The Standard, quoting “highly placed” sources reported that Abu Dhabi ruler Sheikh Zayed Sultan would act as guarantor to protect the savings of Kenyan depositors.
The bank had five branches countrywide and panic had gripped depositors on the state of their money.
Central Bank of Kenya (CBK) would then move to appoint a manager to oversee the operations of the BCCI operations in Kenya.
It sent statements assuring depositors that their money was safe.
The Standard reported that the Sheikh would be approaching the Kenyan and other regional subsidiaries of the bank to urge them to maintain operations and assure them of his personal support.
It was said that contact between CBK and Abu Dhabi was “likely.”
This came as the British Ambassador to the UAE Graham Burton implored the gulf state to help compensate Britons, and the Indian government also took similar steps.
The collapse of BCCI was, however, not expect to badly hit the Kenyan banking system. This was during the sleazy 1990s when Kenya’s banking system was badly tested. It was the era of high graft and “political banks,” where the institutions fraudulently lent to firms belonging or connected to politicians, who were sometimes also shareholders.

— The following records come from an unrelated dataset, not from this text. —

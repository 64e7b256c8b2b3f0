//! Share trigger: turns a finished single-file upload into a public link.

use std::sync::Arc;
use async_trait::async_trait;
use axum::body::Body;
use axum::http::{header, Method, Request};
use serde::Deserialize;
use thiserror::Error;

use crate::models::{AutoShareFailed, AutoShareReady};
use crate::paths::file_label;
use crate::state::Upstream;
use crate::tap::AuthToken;

/// cap on how much of a share response body is read
const MAX_SHARE_RESPONSE: usize = 64 * 1024;

#[derive(Error, Debug)]
pub enum ShareError {
    #[error("Not logged in")]
    NotLoggedIn,

    #[error("Share API failed ({status}): {body}")]
    Api { status: u16, body: String },

    #[error("Share response missing hash")]
    MissingHash,

    #[error("Invalid share response: {0}")]
    InvalidResponse(#[from] serde_json::Error),

    #[error("Invalid share target: {0}")]
    InvalidTarget(#[from] axum::http::Error),

    #[error("Share request failed: {0}")]
    Transport(String),
}

/// creates a public share for a path and returns its hash
#[async_trait]
pub trait ShareCreator: Send + Sync {
    async fn create_share(&self, path: &str) -> Result<String, ShareError>;
}

/// receives the outcome of every auto-share attempt
pub trait AutoShareNotifier: Send + Sync {
    fn ready(&self, event: AutoShareReady);
    fn failed(&self, event: AutoShareFailed);
}

/// one-shot share call plus notification, never retried
#[derive(Clone)]
pub struct ShareTrigger {
    creator: Arc<dyn ShareCreator>,
    notifier: Arc<dyn AutoShareNotifier>,
    public_origin: String,
}

impl ShareTrigger {
    pub fn new(
        creator: Arc<dyn ShareCreator>,
        notifier: Arc<dyn AutoShareNotifier>,
        public_origin: impl Into<String>,
    ) -> Self {
        Self {
            creator,
            notifier,
            public_origin: public_origin.into().trim_end_matches('/').to_string(),
        }
    }

    pub async fn fire(&self, path: String) {
        match self.creator.create_share(&path).await {
            Ok(hash) => {
                tracing::info!("🔗 Auto-share ready for {} ({})", path, hash);
                self.notifier.ready(AutoShareReady {
                    file_label: file_label(&path),
                    stream_url: format!("{}/stream/{}", self.public_origin, hash),
                    share_hash: hash,
                    path,
                });
            }
            Err(e) => {
                tracing::warn!("Auto-share failed for {}: {}", path, e);
                self.notifier.failed(AutoShareFailed {
                    path,
                    error: e.to_string(),
                });
            }
        }
    }
}

#[derive(Deserialize)]
struct ShareResponse {
    #[serde(default)]
    hash: Option<String>,
}

/// share creation against the file manager's `/api/share` endpoint
pub struct FileBrowserShares {
    upstream: Upstream,
    static_token: Option<String>,
    observed: AuthToken,
}

impl FileBrowserShares {
    pub fn new(upstream: Upstream, static_token: Option<String>, observed: AuthToken) -> Self {
        Self { upstream, static_token, observed }
    }

    fn token(&self) -> Option<String> {
        self.static_token.clone().or_else(|| self.observed.get())
    }

    async fn post_share(&self, encoded_path: &str, token: &str) -> Result<String, ShareError> {
        let uri = self.upstream.uri_for(&format!("/api/share{}", encoded_path))?;
        let body = serde_json::json!({ "expires": "", "password": "" }).to_string();
        let req = Request::builder()
            .method(Method::POST)
            .uri(uri)
            .header("X-Auth", token)
            .header(header::CONTENT_TYPE, "application/json")
            .body(Body::from(body))?;

        let resp = self
            .upstream
            .client
            .request(req)
            .await
            .map_err(|e| ShareError::Transport(e.to_string()))?;
        let status = resp.status();
        let bytes = axum::body::to_bytes(Body::new(resp.into_body()), MAX_SHARE_RESPONSE)
            .await
            .map_err(|e| ShareError::Transport(e.to_string()))?;

        if !status.is_success() {
            return Err(ShareError::Api {
                status: status.as_u16(),
                body: String::from_utf8_lossy(&bytes).into_owned(),
            });
        }

        let parsed: ShareResponse = serde_json::from_slice(&bytes)?;
        parsed
            .hash
            .filter(|h| !h.is_empty())
            .ok_or(ShareError::MissingHash)
    }
}

#[async_trait]
impl ShareCreator for FileBrowserShares {
    async fn create_share(&self, path: &str) -> Result<String, ShareError> {
        let token = self.token().ok_or(ShareError::NotLoggedIn)?;

        let err = match self.post_share(path, &token).await {
            Ok(hash) => return Ok(hash),
            Err(e) => e,
        };

        // names with an encoded slash get one more try, encoded segment by segment
        if !path.contains("%2F") {
            return Err(err);
        }
        let Ok(decoded) = urlencoding::decode(path) else {
            return Err(err);
        };
        let normalized = encode_path_segments(&decoded);
        if normalized.is_empty() || normalized == path {
            return Err(err);
        }
        tracing::debug!("Retrying share for {} as {}", path, normalized);
        self.post_share(&normalized, &token).await
    }
}

/// percent-encode each segment of a decoded path, keeping the separators
pub fn encode_path_segments(decoded: &str) -> String {
    let trimmed = decoded.trim_start_matches('/');
    let path = format!("/{}", trimmed);
    path.split('/')
        .map(|seg| if seg.is_empty() { String::new() } else { urlencoding::encode(seg).into_owned() })
        .collect::<Vec<_>>()
        .join("/")
}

And even though the impact was expected to be minimal, it was projected that a significant number of depositors would transfer funds from Asian and Arab banks to other local institutions.
“Confidence in Arab banking has taken a serious knock,” the “highly placed” source told The Standard.

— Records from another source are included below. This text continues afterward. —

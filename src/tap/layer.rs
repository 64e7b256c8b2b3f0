use std::convert::Infallible;
use std::future::Future;
use std::pin::Pin;
use std::sync::Arc;
use std::task::{Context, Poll};
use axum::body::{Body, HttpBody};
use axum::extract::{DefaultBodyLimit, FromRequest, Multipart};
use axum::http::{header, HeaderMap, Method, Request, StatusCode};
use axum::response::{IntoResponse, Response};
use tower::util::ServiceExt;
use tower::{service_fn, Layer, Service};

use super::{CallOutcome, RequestInfo, UploadTap};
use crate::paths::{extract_api_path, Payload, RESOURCE_PREFIX};
use crate::utils::content_disposition_filename;

/// observes uploads flowing through the wrapped service
#[derive(Clone)]
pub struct UploadTapLayer {
    tap: Arc<UploadTap>,
    buffer_limit: usize,
}

impl UploadTapLayer {
    /// `buffer_limit` caps how large a multipart body may be to have its
    /// part names read; larger bodies stream through unread
    pub fn new(tap: Arc<UploadTap>, buffer_limit: usize) -> Self {
        Self { tap, buffer_limit }
    }
}

impl<S> Layer<S> for UploadTapLayer {
    type Service = UploadTapService<S>;

    fn layer(&self, inner: S) -> Self::Service {
        UploadTapService {
            inner,
            tap: self.tap.clone(),
            buffer_limit: self.buffer_limit,
        }
    }
}

#[derive(Clone)]
pub struct UploadTapService<S> {
    inner: S,
    tap: Arc<UploadTap>,
    buffer_limit: usize,
}

impl<S> Service<Request<Body>> for UploadTapService<S>
where
    S: Service<Request<Body>, Response = Response> + Clone + Send + 'static,
    S::Future: Send + 'static,
    S::Error: Send + 'static,
{
    type Response = Response;
    type Error = S::Error;
    type Future = Pin<Box<dyn Future<Output = Result<Self::Response, Self::Error>> + Send>>;

    fn poll_ready(&mut self, cx: &mut Context<'_>) -> Poll<Result<(), Self::Error>> {
        self.inner.poll_ready(cx)
    }

    fn call(&mut self, req: Request<Body>) -> Self::Future {
        // the clone may not be ready, keep the one that was polled
        let clone = self.inner.clone();
        let mut inner = std::mem::replace(&mut self.inner, clone);
        let tap = self.tap.clone();
        let buffer_limit = self.buffer_limit;

        Box::pin(async move {
            let (req, payload) = match read_payload(req, buffer_limit).await {
                Ok(read) => read,
                Err(resp) => return Ok(resp),
            };

            let target = req.uri().to_string();
            let observation = tap.begin(&RequestInfo {
                method: req.method(),
                target: &target,
                headers: req.headers(),
                payload: &payload,
            });

            let result = inner.call(req).await;
            if let Some(observation) = observation {
                match &result {
                    Ok(resp) => observation.settle(CallOutcome::from_response(resp.status(), resp.headers())),
                    Err(_) => observation.settle(CallOutcome::transport_error()),
                }
            }
            result
        })
    }
}

/// classify the body, buffering multipart uploads just long enough to read part names
async fn read_payload(req: Request<Body>, limit: usize) -> Result<(Request<Body>, Payload), Response> {
    let headers = req.headers();
    let size = req.body().size_hint();
    if size.exact() == Some(0) {
        return Ok((req, Payload::Empty));
    }

    let content_type = headers
        .get(header::CONTENT_TYPE)
        .and_then(|v| v.to_str().ok())
        .unwrap_or("")
        .to_ascii_lowercase();

    if !content_type.starts_with("multipart/form-data") {
        let payload = if is_textual(&content_type) {
            Payload::Text
        } else {
            Payload::Binary { name: blob_name(headers) }
        };
        return Ok((req, payload));
    }

    let wants_names = (req.method() == Method::POST || req.method() == Method::PUT)
        && extract_api_path(req.uri().path(), RESOURCE_PREFIX).is_some();
    let fits = size.upper().is_some_and(|upper| upper <= limit as u64);
    if !wants_names || !fits {
        if wants_names {
            tracing::debug!("Multipart upload to {} too large to inspect, part names unknown", req.uri().path());
        }
        return Ok((req, Payload::Multipart { file_names: None }));
    }

    let (parts, body) = req.into_parts();
    let bytes = match axum::body::to_bytes(body, limit).await {
        Ok(bytes) => bytes,
        Err(e) => {
            tracing::warn!("Failed to read multipart upload body for {}: {}", parts.uri.path(), e);
            return Err(StatusCode::BAD_REQUEST.into_response());
        }
    };

    let file_names = multipart_file_names(&parts.headers, bytes.clone()).await;
    tracing::trace!("Multipart parts for {}: {:?}", parts.uri.path(), file_names);
    Ok((Request::from_parts(parts, Body::from(bytes)), Payload::Multipart { file_names }))
}

async fn multipart_file_names(headers: &HeaderMap, bytes: axum::body::Bytes) -> Option<Vec<String>> {
    let mut parse_req = Request::new(Body::from(bytes));
    if let Some(ct) = headers.get(header::CONTENT_TYPE) {
        parse_req.headers_mut().insert(header::CONTENT_TYPE, ct.clone());
    }

    // the body is already capped by our own buffer limit, axum's 2MB default must not apply
    let parser = DefaultBodyLimit::disable().layer(service_fn(read_part_names));
    match parser.oneshot(parse_req).await {
        Ok(names) => names,
        Err(never) => match never {},
    }
}

async fn read_part_names(req: Request<Body>) -> Result<Option<Vec<String>>, Infallible> {
    let mut multipart = match Multipart::from_request(req, &()).await {
        Ok(multipart) => multipart,
        Err(e) => {
            tracing::debug!("Unreadable multipart upload: {}", e);
            return Ok(None);
        }
    };

    let mut names = Vec::new();
    loop {
        match multipart.next_field().await {
            Ok(Some(field)) => {
                if let Some(name) = field.file_name() {
                    names.push(name.to_string());
                }
            }
            Ok(None) => return Ok(Some(names)),
            Err(e) => {
                tracing::debug!("Malformed multipart upload: {}", e);
                return Ok(None);
            }
        }
    }
}

fn is_textual(content_type: &str) -> bool {
    content_type.starts_with("text/")
        || content_type.starts_with("application/json")
        || content_type.starts_with("application/x-www-form-urlencoded")
}

fn blob_name(headers: &HeaderMap) -> Option<String> {
    if let Some(name) = headers.get("x-file-name").and_then(|v| v.to_str().ok()) {
        return Some(name.to_string());
    }
    headers
        .get(header::CONTENT_DISPOSITION)
        .and_then(|v| v.to_str().ok())
        .and_then(content_disposition_filename)
}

BCCI didn’t go down without a fight. It accused the British government of a conspiracy to bring down the Pakistani-run bank.  The Sheikh was said to be furious and would later engage in a protracted legal battle with the British.

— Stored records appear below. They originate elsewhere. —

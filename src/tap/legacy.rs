//! Event-style request object.
//!
//! Mirrors the older stateful request API: `open` a method and url, set
//! headers one at a time, then `send` a body and get exactly one `loadend`
//! event back. Headers are recorded as they are set because the transport
//! only sees them at send time.
//!
//! The proxy binary only uses the tower layer; this adapter is for embedders
//! that issue upload requests themselves, such as a desktop shell or a
//! scripted uploader linking this crate.

use std::sync::Arc;
use axum::body::{Body, Bytes};
use axum::http::header::{HeaderName, HeaderValue};
use axum::http::{header, HeaderMap, Method, Request, StatusCode};
use thiserror::Error;

use super::{CallOutcome, RequestInfo, UploadTap};
use crate::paths::Payload;
use crate::state::HttpClient;

#[derive(Error, Debug)]
pub enum LegacyRequestError {
    #[error("request not opened")]
    NotOpened,

    #[error("invalid header {0:?}")]
    InvalidHeader(String),
}

/// one part of a form body
#[derive(Debug, Clone)]
pub struct FormPart {
    pub name: String,
    /// set for file parts
    pub file_name: Option<String>,
    pub data: Bytes,
}

#[derive(Debug, Clone)]
pub enum RequestBody {
    Empty,
    Text(String),
    Blob { data: Bytes, name: Option<String> },
    Form(Vec<FormPart>),
}

impl RequestBody {
    fn payload(&self) -> Payload {
        match self {
            RequestBody::Empty => Payload::Empty,
            RequestBody::Text(_) => Payload::Text,
            RequestBody::Blob { name, .. } => Payload::Binary { name: name.clone() },
            RequestBody::Form(parts) => Payload::Multipart {
                file_names: Some(parts.iter().filter_map(|p| p.file_name.clone()).collect()),
            },
        }
    }
}

/// what a transport is asked to send
#[derive(Debug, Clone)]
pub struct OutboundRequest {
    pub method: Method,
    pub url: String,
    pub headers: HeaderMap,
    pub body: RequestBody,
}

/// completion event, delivered once per send
#[derive(Debug, Clone, Default)]
pub struct LoadEnd {
    /// 0 when the request never got a response
    pub status: u16,
    pub headers: HeaderMap,
    pub body: Bytes,
    pub error: Option<String>,
}

impl LoadEnd {
    pub fn network_error(error: impl Into<String>) -> Self {
        Self {
            error: Some(error.into()),
            ..Self::default()
        }
    }

    pub fn response_header(&self, name: &str) -> Option<&str> {
        self.headers.get(name).and_then(|v| v.to_str().ok())
    }

    fn outcome(&self) -> CallOutcome {
        match StatusCode::from_u16(self.status) {
            Ok(status) if self.error.is_none() => CallOutcome::from_response(status, &self.headers),
            _ => CallOutcome::transport_error(),
        }
    }
}

pub type LoadEndCallback = Box<dyn FnOnce(LoadEnd) + Send>;

/// sends a request and reports its end through a callback
pub trait EventTransport: Send + Sync {
    fn dispatch(&self, request: OutboundRequest, on_loadend: LoadEndCallback);
}

/// a stateful request whose upload traffic is observed by the tap
pub struct TappedRequest {
    tap: Arc<UploadTap>,
    transport: Arc<dyn EventTransport>,
    opened: Option<(Method, String)>,
    headers: HeaderMap,
}

impl TappedRequest {
    pub fn new(tap: Arc<UploadTap>, transport: Arc<dyn EventTransport>) -> Self {
        Self {
            tap,
            transport,
            opened: None,
            headers: HeaderMap::new(),
        }
    }

    /// (re)initialize; recorded headers from an earlier open are dropped
    pub fn open(&mut self, method: Method, url: impl Into<String>) {
        self.opened = Some((method, url.into()));
        self.headers.clear();
    }

    pub fn set_request_header(&mut self, name: &str, value: &str) -> Result<(), LegacyRequestError> {
        if self.opened.is_none() {
            return Err(LegacyRequestError::NotOpened);
        }
        let name = HeaderName::from_bytes(name.as_bytes())
            .map_err(|_| LegacyRequestError::InvalidHeader(name.to_string()))?;
        let value = HeaderValue::from_str(value)
            .map_err(|_| LegacyRequestError::InvalidHeader(name.to_string()))?;
        self.headers.insert(name, value);
        Ok(())
    }

    pub fn send<F>(self, body: RequestBody, on_loadend: F) -> Result<(), LegacyRequestError>
    where
        F: FnOnce(LoadEnd) + Send + 'static,
    {
        let (method, url) = self.opened.ok_or(LegacyRequestError::NotOpened)?;

        let payload = body.payload();
        let observation = self.tap.begin(&RequestInfo {
            method: &method,
            target: &url,
            headers: &self.headers,
            payload: &payload,
        });

        let request = OutboundRequest {
            method,
            url,
            headers: self.headers,
            body,
        };
        self.transport.dispatch(
            request,
            Box::new(move |end: LoadEnd| {
                if let Some(observation) = observation {
                    observation.settle(end.outcome());
                }
                on_loadend(end);
            }),
        );
        Ok(())
    }
}

/// event transport on the hyper client, each send runs on its own task
#[derive(Clone)]
pub struct HyperEventTransport {
    client: HttpClient,
    max_response: usize,
}

impl HyperEventTransport {
    pub fn new(client: HttpClient, max_response: usize) -> Self {
        Self { client, max_response }
    }

    async fn roundtrip(&self, request: OutboundRequest) -> LoadEnd {
        let req = match build_request(request) {
            Ok(req) => req,
            Err(e) => return LoadEnd::network_error(e.to_string()),
        };
        let resp = match self.client.request(req).await {
            Ok(resp) => resp,
            Err(e) => return LoadEnd::network_error(e.to_string()),
        };

        let (parts, body) = resp.into_parts();
        match axum::body::to_bytes(Body::new(body), self.max_response).await {
            Ok(body) => LoadEnd {
                status: parts.status.as_u16(),
                headers: parts.headers,
                body,
                error: None,
            },
            Err(e) => LoadEnd::network_error(e.to_string()),
        }
    }
}

impl EventTransport for HyperEventTransport {
    fn dispatch(&self, request: OutboundRequest, on_loadend: LoadEndCallback) {
        let this = self.clone();
        tokio::spawn(async move {
            let end = this.roundtrip(request).await;
            on_loadend(end);
        });
    }
}

fn build_request(request: OutboundRequest) -> Result<Request<Body>, axum::http::Error> {
    let mut builder = Request::builder().method(request.method).uri(request.url);
    let mut headers = request.headers;

    let body = match request.body {
        RequestBody::Empty => Body::empty(),
        RequestBody::Text(text) => Body::from(text),
        RequestBody::Blob { data, .. } => Body::from(data),
        RequestBody::Form(parts) => {
            let boundary = format!("----droppr{}", uuid::Uuid::new_v4().simple());
            let value = HeaderValue::from_str(&format!("multipart/form-data; boundary={}", boundary))?;
            headers.insert(header::CONTENT_TYPE, value);
            Body::from(encode_form(&parts, &boundary))
        }
    };

    if let Some(h) = builder.headers_mut() {
        h.extend(headers);
    }
    builder.body(body)
}

fn encode_form(parts: &[FormPart], boundary: &str) -> Vec<u8> {
    let mut out = Vec::new();
    for part in parts {
        out.extend_from_slice(format!("--{}\r\n", boundary).as_bytes());
        let disposition = match &part.file_name {
            Some(file) => format!(
                "Content-Disposition: form-data; name=\"{}\"; filename=\"{}\"\r\nContent-Type: application/octet-stream\r\n\r\n",
                escape_quoted(&part.name),
                escape_quoted(file)
            ),
            None => format!("Content-Disposition: form-data; name=\"{}\"\r\n\r\n", escape_quoted(&part.name)),
        };
        out.extend_from_slice(disposition.as_bytes());
        out.extend_from_slice(&part.data);
        out.extend_from_slice(b"\r\n");
    }
    out.extend_from_slice(format!("--{}--\r\n", boundary).as_bytes());
    out
}

fn escape_quoted(s: &str) -> String {
    s.replace('\\', "\\\\").replace('"', "\\\"")
}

“It looks to us like a Western plot to eliminate a successful Muslim-run Third World Bank. We know that it often acted unethically. But that is no excuse for putting it out of business, especially as the Sultan of Abu Dhabi had agreed to a restructuring plan,” said a spokesperson for British Asians.
A CBK statement signed by then-Deputy Governor Wanjohi Murithi said it was keenly monitoring affairs of the mother bank and would go to lengths to protect Kenyan depositors.
“In this respect, the CBK has sought and obtained the assurance of the branch’s management that the interests of depositors are not put at risk by the difficulties facing the parent company and that the bank will meet any withdrawal instructions by depositors in the normal course of business,” said Mr Murithi.
CBK added that it had maintained surveillance of the local branch and was satisfied with its solvency and liquidity.
This was meant to stop Kenyans from making panic withdrawals.
For instance, armed policemen would be deployed at the bank’s Nairobi branch on Koinange Street after the bank had announced it would shut its Kenyan operations.
In Britain, thousands of businesses owned by British Asians were on the verge of financial ruin following the closure of BCCI.
Their firms held almost half of the 120,000 bank accounts registered with BCCI in Britain. 
The African Development Bank was also not spared from this mess, with the bulk of its funds deposited and BCCI and stood to lose every coin.
Criminal culture
In Britain, local authorities from Scotland to the Channel Islands are said to have lost over £100 million (Sh15.2 billion in today’s exchange rate).
The biggest puzzle remained how BCCI was allowed by BoE and other monetary regulation authorities globally to reach such levels of fraudulence.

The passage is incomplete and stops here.